<<<<

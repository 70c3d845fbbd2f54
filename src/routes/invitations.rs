use actix_web::{HttpRequest, HttpResponse, Result as ActixResult, web};

use crate::middlewares::{self, RateLimit, RequireJWT};
use crate::models::invitations::requests::{
    CreateInvitationRequest, InvitationListQuery, RedeemInvitationRequest,
};
use crate::models::{ApiResponse, ErrorCode, error_response};
use crate::services::invitations::InvitationService;

// 签发邀请
pub async fn create_invitation(
    req: HttpRequest,
    service: web::Data<InvitationService>,
    body: web::Json<CreateInvitationRequest>,
) -> ActixResult<HttpResponse> {
    let actor = match RequireJWT::extract_actor(&req) {
        Some(a) => a,
        None => {
            return Ok(HttpResponse::Unauthorized().json(ApiResponse::error_empty(
                ErrorCode::Unauthorized,
                "无法获取用户信息",
            )));
        }
    };

    match service.create_invitation(&actor, body.into_inner()).await {
        Ok(invitation) => {
            Ok(HttpResponse::Ok().json(ApiResponse::success(invitation, "邀请已签发")))
        }
        Err(e) => Ok(error_response(&e)),
    }
}

// 邀请列表（签发者只看到自己的）
pub async fn list_invitations(
    req: HttpRequest,
    service: web::Data<InvitationService>,
    query: web::Query<InvitationListQuery>,
) -> ActixResult<HttpResponse> {
    let actor = match RequireJWT::extract_actor(&req) {
        Some(a) => a,
        None => {
            return Ok(HttpResponse::Unauthorized().json(ApiResponse::error_empty(
                ErrorCode::Unauthorized,
                "无法获取用户信息",
            )));
        }
    };

    match service.list_invitations(&actor, query.into_inner()).await {
        Ok(list) => Ok(HttpResponse::Ok().json(ApiResponse::success(list, "获取邀请列表成功"))),
        Err(e) => Ok(error_response(&e)),
    }
}

// 撤回未使用的邀请
pub async fn delete_invitation(
    req: HttpRequest,
    service: web::Data<InvitationService>,
    path: web::Path<i64>,
) -> ActixResult<HttpResponse> {
    let actor = match RequireJWT::extract_actor(&req) {
        Some(a) => a,
        None => {
            return Ok(HttpResponse::Unauthorized().json(ApiResponse::error_empty(
                ErrorCode::Unauthorized,
                "无法获取用户信息",
            )));
        }
    };

    match service.delete_invitation(&actor, path.into_inner()).await {
        Ok(()) => Ok(HttpResponse::Ok().json(ApiResponse::success_empty("邀请已撤回"))),
        Err(e) => Ok(error_response(&e)),
    }
}

// 兑换邀请，不需要认证
pub async fn redeem_invitation(
    service: web::Data<InvitationService>,
    body: web::Json<RedeemInvitationRequest>,
) -> ActixResult<HttpResponse> {
    match service.redeem_invitation(body.into_inner()).await {
        Ok(result) => Ok(HttpResponse::Ok().json(ApiResponse::success(result, "邀请兑换成功"))),
        Err(e) => Ok(error_response(&e)),
    }
}

// 配置路由
pub fn configure_invitation_routes(cfg: &mut web::ServiceConfig) {
    cfg.service(
        web::scope("/api/v1/invitations")
            .wrap(middlewares::RequireJWT)
            .route("", web::post().to(create_invitation))
            .route("", web::get().to(list_invitations))
            .route("/{id}", web::delete().to(delete_invitation)),
    );

    // 公开端点，限流防止令牌暴力枚举
    cfg.service(
        web::scope("/api/v1/redeem")
            .wrap(RateLimit::redeem())
            .route("", web::post().to(redeem_invitation)),
    );
}
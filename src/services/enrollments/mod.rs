//! 选课与授课关系服务
//!
//! 选课图是授权模型的数据来源：学生凭在读选课访问课程资源，
//! 教师凭授课指派管理与评分。关系只做状态流转，从不删除。

mod assign_instructor;
mod enroll;
mod list;
mod update;

use std::sync::Arc;

use crate::errors::{Result, VocademyError};
use crate::models::enrollments::{
    entities::{Enrollment, InstructorAssignment},
    requests::{AssignInstructorRequest, EnrollStudentRequest, EnrollmentListQuery,
        UpdateEnrollmentRequest},
    responses::EnrollmentListResponse,
};
use crate::policy::Actor;
use crate::storage::Storage;

pub struct EnrollmentService {
    storage: Arc<dyn Storage>,
}

impl EnrollmentService {
    pub fn new(storage: Arc<dyn Storage>) -> Self {
        Self { storage }
    }

    pub async fn enroll_student(
        &self,
        actor: &Actor,
        course_id: i64,
        req: EnrollStudentRequest,
    ) -> Result<Enrollment> {
        enroll::enroll_student(self, actor, course_id, req).await
    }

    pub async fn update_enrollment(
        &self,
        actor: &Actor,
        course_id: i64,
        student_id: i64,
        update: UpdateEnrollmentRequest,
    ) -> Result<Enrollment> {
        update::update_enrollment(self, actor, course_id, student_id, update).await
    }

    pub async fn assign_instructor(
        &self,
        actor: &Actor,
        course_id: i64,
        req: AssignInstructorRequest,
    ) -> Result<InstructorAssignment> {
        assign_instructor::assign_instructor(self, actor, course_id, req).await
    }

    pub async fn list_enrollments(
        &self,
        actor: &Actor,
        course_id: i64,
        query: EnrollmentListQuery,
    ) -> Result<EnrollmentListResponse> {
        list::list_enrollments(self, actor, course_id, query).await
    }
}

/// 课程成员管理的统一门禁：管理员或该课程的在任教师
///
/// 与课程毫无关系的主体拿到 404，已选课学生拿到 403。
pub(super) async fn require_course_manager(
    service: &EnrollmentService,
    actor: &Actor,
    course_id: i64,
) -> Result<()> {
    super::require_approved(actor)?;
    if actor.is_admin() {
        return Ok(());
    }

    let relation = super::course_relation(&service.storage, course_id, actor).await?;
    if relation.is_instructor {
        return Ok(());
    }
    if relation.enrollment.is_some() {
        return Err(VocademyError::role_forbidden("只有课程教师可以管理成员"));
    }
    Err(VocademyError::not_found("course not found"))
}

#[cfg(test)]
mod tests {
    use super::*;
    use crate::models::enrollments::entities::{EnrollmentStatus, InstructorRole};
    use crate::models::profiles::entities::{ApprovalStatus, ProfileRole};
    use crate::services::testing::{
        actor_of, memory_storage, seed_active_course, seed_approved, seed_profile,
    };

    #[tokio::test]
    async fn test_instructor_enrolls_student() {
        let storage = memory_storage().await;
        let service = EnrollmentService::new(storage.clone());
        let leader = seed_approved(&storage, "leader@example.com", ProfileRole::CourseLeader).await;
        let student = seed_approved(&storage, "student@example.com", ProfileRole::Student).await;
        let course = seed_active_course(&storage, &leader).await;

        let enrollment = service
            .enroll_student(
                &actor_of(&leader),
                course.id,
                EnrollStudentRequest {
                    student_id: student.id,
                },
            )
            .await
            .unwrap();
        assert_eq!(enrollment.status, EnrollmentStatus::Active);
        assert_eq!(enrollment.progress, 0.0);
    }

    #[tokio::test]
    async fn test_students_cannot_enroll_themselves() {
        let storage = memory_storage().await;
        let service = EnrollmentService::new(storage.clone());
        let leader = seed_approved(&storage, "leader@example.com", ProfileRole::CourseLeader).await;
        let student = seed_approved(&storage, "student@example.com", ProfileRole::Student).await;
        let course = seed_active_course(&storage, &leader).await;

        let err = service
            .enroll_student(
                &actor_of(&student),
                course.id,
                EnrollStudentRequest {
                    student_id: student.id,
                },
            )
            .await
            .unwrap_err();
        // 与课程无关的主体拿到 404
        assert!(matches!(err, crate::errors::VocademyError::NotFound(_)));
    }

    #[tokio::test]
    async fn test_capacity_limit_enforced() {
        let storage = memory_storage().await;
        let service = EnrollmentService::new(storage.clone());
        let leader = seed_approved(&storage, "leader@example.com", ProfileRole::CourseLeader).await;
        let course = storage
            .create_course(
                leader.id,
                crate::models::courses::requests::CreateCourseRequest {
                    title: "Tiny Class".to_string(),
                    description: None,
                    capacity: 1,
                    starts_at: None,
                    ends_at: None,
                },
            )
            .await
            .unwrap();
        storage
            .assign_instructor(course.id, leader.id, InstructorRole::Instructor)
            .await
            .unwrap();

        let first = seed_approved(&storage, "one@example.com", ProfileRole::Student).await;
        let second = seed_approved(&storage, "two@example.com", ProfileRole::Student).await;

        service
            .enroll_student(
                &actor_of(&leader),
                course.id,
                EnrollStudentRequest {
                    student_id: first.id,
                },
            )
            .await
            .unwrap();

        let err = service
            .enroll_student(
                &actor_of(&leader),
                course.id,
                EnrollStudentRequest {
                    student_id: second.id,
                },
            )
            .await
            .unwrap_err();
        assert!(matches!(err, crate::errors::VocademyError::InvalidState(_)));
    }

    #[tokio::test]
    async fn test_enrollment_status_transitions_never_delete() {
        let storage = memory_storage().await;
        let service = EnrollmentService::new(storage.clone());
        let leader = seed_approved(&storage, "leader@example.com", ProfileRole::CourseLeader).await;
        let student = seed_approved(&storage, "student@example.com", ProfileRole::Student).await;
        let course = seed_active_course(&storage, &leader).await;

        storage.enroll_student(course.id, student.id).await.unwrap();

        let updated = service
            .update_enrollment(
                &actor_of(&leader),
                course.id,
                student.id,
                UpdateEnrollmentRequest {
                    status: Some(EnrollmentStatus::Withdrawn),
                    progress: None,
                },
            )
            .await
            .unwrap();
        assert_eq!(updated.status, EnrollmentStatus::Withdrawn);

        // 退课后关系仍然存在，保留历史
        assert!(
            storage
                .get_enrollment(course.id, student.id)
                .await
                .unwrap()
                .is_some()
        );
    }

    #[tokio::test]
    async fn test_only_course_leaders_become_instructors() {
        let storage = memory_storage().await;
        let service = EnrollmentService::new(storage.clone());
        let leader = seed_approved(&storage, "leader@example.com", ProfileRole::CourseLeader).await;
        let helper = seed_approved(&storage, "helper@example.com", ProfileRole::CourseLeader).await;
        let student = seed_approved(&storage, "student@example.com", ProfileRole::Student).await;
        let course = seed_active_course(&storage, &leader).await;

        let assigned = service
            .assign_instructor(
                &actor_of(&leader),
                course.id,
                AssignInstructorRequest {
                    instructor_id: helper.id,
                    role: InstructorRole::Assistant,
                },
            )
            .await
            .unwrap();
        assert_eq!(assigned.role, InstructorRole::Assistant);

        let err = service
            .assign_instructor(
                &actor_of(&leader),
                course.id,
                AssignInstructorRequest {
                    instructor_id: student.id,
                    role: InstructorRole::Grader,
                },
            )
            .await
            .unwrap_err();
        assert!(matches!(err, crate::errors::VocademyError::Validation(_)));
    }

    #[tokio::test]
    async fn test_progress_out_of_range_rejected() {
        let storage = memory_storage().await;
        let service = EnrollmentService::new(storage.clone());
        let leader = seed_approved(&storage, "leader@example.com", ProfileRole::CourseLeader).await;
        let student = seed_approved(&storage, "student@example.com", ProfileRole::Student).await;
        let course = seed_active_course(&storage, &leader).await;
        storage.enroll_student(course.id, student.id).await.unwrap();

        let err = service
            .update_enrollment(
                &actor_of(&leader),
                course.id,
                student.id,
                UpdateEnrollmentRequest {
                    status: None,
                    progress: Some(120.0),
                },
            )
            .await
            .unwrap_err();
        assert!(matches!(err, crate::errors::VocademyError::Validation(_)));
    }

    #[tokio::test]
    async fn test_member_list_restricted_to_managers() {
        let storage = memory_storage().await;
        let service = EnrollmentService::new(storage.clone());
        let leader = seed_approved(&storage, "leader@example.com", ProfileRole::CourseLeader).await;
        let student = seed_approved(&storage, "student@example.com", ProfileRole::Student).await;
        let course = seed_active_course(&storage, &leader).await;
        storage.enroll_student(course.id, student.id).await.unwrap();

        let listed = service
            .list_enrollments(&actor_of(&leader), course.id, EnrollmentListQuery::default())
            .await
            .unwrap();
        assert_eq!(listed.items.len(), 1);

        // 已选课学生能看到课程，但不能翻看成员名册
        let err = service
            .list_enrollments(&actor_of(&student), course.id, EnrollmentListQuery::default())
            .await
            .unwrap_err();
        assert!(matches!(err, crate::errors::VocademyError::RoleForbidden(_)));
    }

    #[tokio::test]
    async fn test_unapproved_admin_cannot_manage_members() {
        let storage = memory_storage().await;
        let service = EnrollmentService::new(storage.clone());
        let leader = seed_approved(&storage, "leader@example.com", ProfileRole::CourseLeader).await;
        let course = seed_active_course(&storage, &leader).await;
        let pending_admin = seed_profile(
            &storage,
            "newadmin@example.com",
            ProfileRole::Admin,
            ApprovalStatus::Pending,
        )
        .await;

        // 审批门禁先于管理员短路
        let err = service
            .list_enrollments(
                &actor_of(&pending_admin),
                course.id,
                EnrollmentListQuery::default(),
            )
            .await
            .unwrap_err();
        assert!(matches!(err, crate::errors::VocademyError::NotApproved(_)));
    }
}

>>>>

Assignment = Check each line of the entries for the string "RedeemInvitationRequest". Copy the lines that have it.

Result of this task =
    CreateInvitationRequest, InvitationListQuery, RedeemInvitationRequest,
    body: web::Json<RedeemInvitationRequest>,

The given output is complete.